Quick now, would you allow your child to attend regular, even daily indoctrination sessions with a mentor without so much as being abreast as to the nature of what’s supposedly being discussed?
The Ricky Williams Charitable Foundation for at-risk kids now finds itself in the midst of battling such polarizing perception after aligning itself with Access Consciousness, a controversial California-based self-help group founded by businessman and philanthropist Gary Douglas and Dr. Dain Heer that critics charge not only condones cult-like behavior it advances its teachings.
Always an eccentric in spirit and an altruist at heart, the former NFL all pro-back has further ingratiated himself with the work of his foundation since retiring from the league at the end of last season. To account for a $32 million shortfall in lost investments brought on by his sudden career change, for a time Williams covered most expenses out of his own pocket.

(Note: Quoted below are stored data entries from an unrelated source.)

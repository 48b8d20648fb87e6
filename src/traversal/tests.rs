use super::*;
use super::algorithms::*;
use crate::forest::{Forest, NodeId};
use pretty_assertions::assert_eq;

/// ```text
/// 1
/// |-- 2
/// |   |-- 4
/// |   `-- 5
/// `-- 3
///     `-- 6
/// ```
fn sample() -> (Forest<u32>, [NodeId; 6]) {
    let mut forest = Forest::new();
    let one = forest.add(1);
    let two = forest.node_mut(one).push_child(2);
    let three = forest.node_mut(one).push_child(3);
    let four = forest.node_mut(two).push_child(4);
    let five = forest.node_mut(two).push_child(5);
    let six = forest.node_mut(three).push_child(6);
    (forest, [one, two, three, four, five, six])
}

fn values(forest: &Forest<u32>, visits: impl Iterator<Item = Visit<NodeId>>) -> Vec<(u32, usize)> {
    visits.map(|x| (*forest.value(x.node), x.depth)).collect()
}

#[test]
fn depth_first_order() {
    let (forest, [one, ..]) = sample();
    assert_eq!(
        values(&forest, DepthFirst::new(&forest, one)),
        [(1, 0), (2, 1), (4, 2), (5, 2), (3, 1), (6, 2)],
    );
}

#[test]
fn breadth_first_order() {
    let (forest, [one, ..]) = sample();
    assert_eq!(
        values(&forest, BreadthFirst::new(&forest, one)),
        [(1, 0), (2, 1), (3, 1), (4, 2), (5, 2), (6, 2)],
    );
}

#[test]
fn walks_start_at_depth_zero_from_inner_nodes() {
    let (forest, [_, two, ..]) = sample();
    let mut walk = forest.node(two).depth_first();
    assert_eq!(walk.next(), Some(Visit { node: two, depth: 0 }));
    assert_eq!(walk.count(), 2);
}

#[test]
fn child_cursor() {
    let (forest, [one, two, three, ..]) = sample();
    let mut cursor = ChildCursor::new(&forest, one);
    assert_eq!(cursor.consume(), Some(two));
    assert_eq!(cursor.consume(), Some(three));
    assert_eq!(cursor.consume(), None);
    assert_eq!(cursor.consume(), None);
    cursor.restart();
    assert_eq!(cursor.collect::<Vec<_>>(), [two, three]);
    assert_eq!(forest.num_children_of(&one), 2);
    assert_eq!(forest.nth_child_of(&one, 1), Some(three));
    assert_eq!(forest.nth_child_of(&one, 2), None);
}

#[test]
fn ancestry() {
    let (forest, [one, two, three, four, five, six]) = sample();
    assert_eq!(ancestors(&forest, &six), [one, three]);
    assert!(ancestors(&forest, &one).is_empty());
    assert_eq!(depth(&forest, &four), 2);
    assert!(is_child_of(&forest, &four, &one));
    assert!(is_child_of(&forest, &four, &two));
    assert!(!is_child_of(&forest, &four, &four));
    assert!(!is_child_of(&forest, &five, &three));
}

#[test]
fn lowest_common_ancestor() {
    let (mut forest, [one, two, _, four, five, six]) = sample();
    assert_eq!(find_common_ancestor(&forest, &four, &five), Some(two));
    assert_eq!(find_common_ancestor(&forest, &four, &six), Some(one));
    assert_eq!(find_common_ancestor(&forest, &four, &two), Some(two));
    assert_eq!(find_common_ancestor(&forest, &six, &six), Some(six));
    let stray = forest.add(7);
    assert_eq!(find_common_ancestor(&forest, &four, &stray), None);
}

#[test]
fn subtree_statistics() {
    let (forest, [one, two, three, four, five, six]) = sample();
    assert_eq!(leaves(&forest, &one), [four, five, six]);
    assert_eq!(leaves(&forest, &three), [six]);
    assert_eq!(leaves(&forest, &four), [four]);
    assert_eq!(size(&forest, &one), 6);
    assert_eq!(size(&forest, &two), 3);
}

#[test]
fn branching_points() {
    let (mut forest, [one, two, three, four, _, six]) = sample();
    assert_eq!(
        find_branching_point(&forest, &six),
        BranchingPoint::Found { below: three, at: one },
    );
    assert_eq!(
        find_branching_point(&forest, &four),
        BranchingPoint::Found { below: four, at: two },
    );
    assert_eq!(find_branching_point(&forest, &one), BranchingPoint::Root { top: one });

    let top = forest.add(0);
    let middle = forest.node_mut(top).push_child(0);
    let bottom = forest.node_mut(middle).push_child(0);
    let point = find_branching_point(&forest, &bottom);
    assert!(!point.is_found());
    assert_eq!(point.detachable(), top);
}

#[test]
fn traverser_threads_accumulators() {
    let (forest, [one, ..]) = sample();
    let mut seen = Vec::new();
    let mut traverser = Traverser::new(
        |_: &NodeId| 0_usize,
        |forest: &Forest<u32>, node: &NodeId, level: &mut usize| {
            seen.push((*forest.value(*node), *level));
            let children = forest.node(*node).child_cursor();
            Ok::<_, ()>(children.map(|child| (child, *level + 1)).collect())
        },
    );
    traverser.apply_bfs(&forest, one).unwrap();
    drop(traverser);
    assert_eq!(seen, [(1, 0), (2, 1), (3, 1), (4, 2), (5, 2), (6, 2)]);
}

#[test]
fn traverser_depth_first_and_pruning() {
    let (forest, [one, ..]) = sample();
    let mut seen = Vec::new();
    let mut traverser = Traverser::new(
        |_: &NodeId| (),
        |forest: &Forest<u32>, node: &NodeId, _: &mut ()| {
            seen.push(*forest.value(*node));
            // Don't descend into 2
            let children = forest
                .node(*node)
                .children()
                .filter(|child| *child.value() != 2)
                .map(|child| (child.id(), ()));
            Ok::<_, ()>(children.collect())
        },
    );
    traverser.apply_dfs(&forest, one).unwrap();
    drop(traverser);
    assert_eq!(seen, [1, 3, 6]);
}

#[test]
fn traverser_halts_on_first_error() {
    let (forest, [one, ..]) = sample();
    let mut calls = 0;
    let mut traverser = Traverser::new(
        |_: &NodeId| String::from("root"),
        |forest: &Forest<u32>, node: &NodeId, path: &mut String| {
            calls += 1;
            let value = *forest.value(*node);
            path.push_str(&format!("/{}", value));
            if value == 4 {
                return Err("hit 4");
            }
            let children = forest.node(*node).child_cursor();
            Ok(children.map(|child| (child, path.clone())).collect())
        },
    );
    let halted = traverser.apply_dfs(&forest, one).unwrap_err();
    drop(traverser);
    assert_eq!(calls, 3);
    assert_eq!(halted.info, "root/1/2/4");
    assert_eq!(halted.error, "hit 4");
    assert_eq!(halted.to_string(), "traversal halted: hit 4");
}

Now, word is he’s partnered with Douglas and Co., signaling what many fear some could be the beginning of the end of all his good deeds.
Though hardly what one would consider a conformist over the course of his eleven-year NFL career, the teachings of Williams—who in 2004 infamously walked away from the game and a multi-million dollar contract largely so he could continue to partake in his runaway weed-smoking habit— strike one as downright fundamental when compared to the outlandish nature of those proposed by Access.
“Being instrumental in the physical, mental, emotional and educational development of at-risk individuals from low social-economic communities,” read the RWF bylines, indeed tepid in tone when aligned alongside such eye-popping boasts made by Douglas and Access trumpeting his ability “to read minds, heal the wounded with his bare hands and speak with molecules.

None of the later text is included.